Politics - News Analysis

Supreme Court Shoots Down Trump’s Last-Ditch Effort To Avoid Sentencing: Tomorrow He Officially Becomes a Convicted Felon

As Trump supporters might say, cry harder.

Donald Trump was absolutely desperate to keep New York Judge Juan Merchan from following through with the sentencing he promised for January 10th in the hush money case that found the president-elect guilty of 34 felony counts of falsifying business records.

Trump and his lawyers went through channel after channel, exhausting appeal after appeal until finally taking his request for a delay in sentencing all the way to the Supreme Court. Everyone knows that’s the last resort, especially for a president who packed it full of conservatives likely to rule in his favor.

But Chief Justice John Roberts and Justice Amy Coney Barrett, as they have occasionally done in the past, split with the rest of the court’s conservatives on Trump’s attempt to avoid sentencing. It resulted in a 5–4 split, in a case that many expected to go 6–3 in the other direction.

As we’ve discussed before, the reason for Trump’s desperation is not because of the possible consequences. Judge Merchan has already indicated that he intends to discharge the case without jail time, probation, or even restitution and fines. But it does leave felony convictions on Trump’s permanent record, and will mark Donald Trump as the very first American president to ever be convicted of a felony — or in fact anything.

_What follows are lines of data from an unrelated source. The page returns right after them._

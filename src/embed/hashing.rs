use std::collections::hash_map::DefaultHasher;
use std::hash::{Hash, Hasher};
use std::thread;
use std::time::Duration;

use anyhow::{Result, bail};

use super::EmbeddingProvider;
use crate::graph::similarity::normalize;

const WORD_WEIGHT: f32 = 1.0;
const TRIGRAM_WEIGHT: f32 = 0.5;

/// Built-in provider: signed feature hashing of words and character trigrams.
///
/// Deterministic for identical input. Texts sharing words or spelling land close together, which
/// is enough to drive the graph without an external model.
pub struct HashingEmbedder {
    dimension: usize,
    cold_start: Option<Duration>,
}

impl HashingEmbedder {
    pub fn new(dimension: usize, cold_start_ms: u64) -> Self {
        Self {
            dimension: dimension.max(1),
            cold_start: (cold_start_ms > 0).then(|| Duration::from_millis(cold_start_ms)),
        }
    }

    fn add_feature(&self, values: &mut [f32], feature: &str, weight: f32) {
        let mut hasher = DefaultHasher::new();
        feature.hash(&mut hasher);
        let hash = hasher.finish();
        let bucket = (hash % self.dimension as u64) as usize;
        let sign = if (hash >> 63) == 0 { 1.0 } else { -1.0 };
        values[bucket] += sign * weight;
    }
}

impl EmbeddingProvider for HashingEmbedder {
    fn name(&self) -> &str {
        "hashing"
    }

    fn warm_up(&mut self) -> Result<()> {
        if let Some(delay) = self.cold_start.take() {
            thread::sleep(delay);
        }
        Ok(())
    }

    fn embed(&mut self, text: &str) -> Result<Vec<f32>> {
        let lowered = text.to_lowercase();
        let words = lowered
            .split(|c: char| !c.is_alphanumeric())
            .filter(|word| !word.is_empty())
            .collect::<Vec<_>>();
        if words.is_empty() {
            bail!("nothing to embed in {text:?}");
        }

        let mut values = vec![0.0_f32; self.dimension];
        for word in &words {
            self.add_feature(&mut values, word, WORD_WEIGHT);

            let padded = format!(" {word} ").chars().collect::<Vec<_>>();
            for window in padded.windows(3) {
                let trigram = window.iter().collect::<String>();
                self.add_feature(&mut values, &trigram, TRIGRAM_WEIGHT);
            }
        }

        if !normalize(&mut values) {
            bail!("hashed features cancelled out for {text:?}");
        }
        Ok(values)
    }
}

#[cfg(test)]
mod tests {
    use super::*;
    use crate::graph::similarity::similarity;

    #[test]
    fn embeddings_are_deterministic_unit_vectors() {
        let mut embedder = HashingEmbedder::new(384, 0);
        let first = embedder.embed("Hello world").expect("embed");
        let second = embedder.embed("Hello world").expect("embed");
        assert_eq!(first, second);
        assert_eq!(first.len(), 384);
        let length = first.iter().map(|v| v * v).sum::<f32>().sqrt();
        assert!((length - 1.0).abs() < 1e-4);
    }

    #[test]
    fn shared_words_are_more_similar() {
        let mut embedder = HashingEmbedder::new(384, 0);
        let base = embedder.embed("red apple pie").expect("embed");
        let close = embedder.embed("apple pie").expect("embed");
        let far = embedder.embed("quantum chromodynamics").expect("embed");
        assert!(similarity(&base, &close) > similarity(&base, &far));
    }

    #[test]
    fn case_does_not_matter() {
        let mut embedder = HashingEmbedder::new(64, 0);
        assert_eq!(
            embedder.embed("Cat").expect("embed"),
            embedder.embed("cAT").expect("embed")
        );
    }

    #[test]
    fn punctuation_only_is_rejected() {
        let mut embedder = HashingEmbedder::new(64, 0);
        assert!(embedder.embed("  ?! ").is_err());
    }

    #[test]
    fn warm_up_runs_once() {
        let mut embedder = HashingEmbedder::new(16, 5);
        embedder.warm_up().expect("warm up");
        assert!(embedder.cold_start.is_none());
        embedder.warm_up().expect("second warm up");
    }
}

In office or out of office, no president has ever been convicted of a crime. Only one was ever even arrested, and it was so long ago that the charge was speeding in his horse-drawn carriage (that was Ulysses S. Grant, for those keen to know).

Now, Grant didn’t show up for court. But Trump will have to, either in person or by Zoom, and it’s pretty safe to assume he’ll opt for the latter, with as much on his plate as he has.

This is the latest in a string of losses for the president-elect, who has lost a number of lawsuits recently against media companies. And shockingly, Attorney General Merrick Garland finally showed his mettle yesterday in deciding to make the reports of Special Prosecutor Jack Smith’s findings in the 2020 election interference case against Trump available to Congress and eventually to the public.

Trump had prevailed on his favorite Judge, Aileen Cannon, who had sided with him in keeping those files under wraps. But ultimately it was up to the Department of Justice.

It looks like Trump is about to have a very sad end to a very bad week.

meet the author

Andrew is a dark blue speck in deep red Central Washington, writing with the conviction of 18 years at the keyboard and too much politics to even stand. When not furiously stabbing the keys on breaking news stories, he writes poetry, prose, essays, haiku, lectures, stories for grief therapy, wedding ceremonies, detailed instructions on making doughnuts from canned biscuit dough (more sugar than cinnamon — duh), and equations to determine the airspeed velocity of an unladen swallow. A girlfriend, a dog, two cats, and two birds round out the equation, and in his spare time, Drewbear likes to imagine what it must be like to have spare time.

Comments

Comments are currently closed.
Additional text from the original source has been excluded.